[The task]
Starting at the line that contains "always matches input", restate each line word for word through the final line of the data, keeping both ends.

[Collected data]
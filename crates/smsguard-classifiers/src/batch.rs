//! Batch classification
//!
//! Messages are classified independently; output order always matches input
//! order, also when running in parallel.

use crate::classifier::Classifier;
use rayon::prelude::*;
use serde::Serialize;
use smsguard_core::{Label, Prediction};
use tracing::debug;

/// Classify each message in sequence
pub fn classify_batch<C, S>(classifier: &C, messages: &[S]) -> Vec<Prediction>
where
    C: Classifier + ?Sized,
    S: AsRef<str>,
{
    debug!(
        classifier = classifier.name(),
        messages = messages.len(),
        "Classifying batch"
    );

    messages
        .iter()
        .map(|message| classifier.classify(message.as_ref()))
        .collect()
}

/// Classify messages across the rayon thread pool
pub fn classify_batch_parallel<C, S>(classifier: &C, messages: &[S]) -> Vec<Prediction>
where
    C: Classifier + ?Sized,
    S: AsRef<str> + Sync,
{
    debug!(
        classifier = classifier.name(),
        messages = messages.len(),
        threads = rayon::current_num_threads(),
        "Classifying batch in parallel"
    );

    messages
        .par_iter()
        .map(|message| classifier.classify(message.as_ref()))
        .collect()
}

/// Spam/ham counts over a batch
#[derive(Debug, Clone, Copy, Default, PartialEq, Eq, Serialize)]
pub struct BatchSummary {
    pub total: usize,
    pub spam: usize,
    pub ham: usize,
}

impl BatchSummary {
    pub fn from_predictions(predictions: &[Prediction]) -> Self {
        predictions
            .iter()
            .fold(Self::default(), |mut summary, prediction| {
                summary.total += 1;
                match prediction.label {
                    Label::Spam => summary.spam += 1,
                    Label::Ham => summary.ham += 1,
                }
                summary
            })
    }
}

[Your solution]
//! Messages are classified independently; output order always matches input
//! order, also when running in parallel.

use crate::classifier::Classifier;
use rayon::prelude::*;
use serde::Serialize;
use smsguard_core::{Label, Prediction};
use tracing::debug;

/// Classify each message in sequence
pub fn classify_batch<C, S>(classifier: &C, messages: &[S]) -> Vec<Prediction>
where
    C: Classifier + ?Sized,
    S: AsRef<str>,
{
    debug!(
        classifier = classifier.name(),
        messages = messages.len(),
        "Classifying batch"
    );

    messages
        .iter()
        .map(|message| classifier.classify(message.as_ref()))
        .collect()
}

/// Classify messages across the rayon thread pool
pub fn classify_batch_parallel<C, S>(classifier: &C, messages: &[S]) -> Vec<Prediction>
where
    C: Classifier + ?Sized,
    S: AsRef<str> + Sync,
{
    debug!(
        classifier = classifier.name(),
        messages = messages.len(),
        threads = rayon::current_num_threads(),
        "Classifying batch in parallel"
    );

    messages
        .par_iter()
        .map(|message| classifier.classify(message.as_ref()))
        .collect()
}

/// Spam/ham counts over a batch
#[derive(Debug, Clone, Copy, Default, PartialEq, Eq, Serialize)]
pub struct BatchSummary {
    pub total: usize,
    pub spam: usize,
    pub ham: usize,
}

impl BatchSummary {
    pub fn from_predictions(predictions: &[Prediction]) -> Self {
        predictions
            .iter()
            .fold(Self::default(), |mut summary, prediction| {
                summary.total += 1;
                match prediction.label {
                    Label::Spam => summary.spam += 1,
                    Label::Ham => summary.ham += 1,
                }
                summary
            })
    }
}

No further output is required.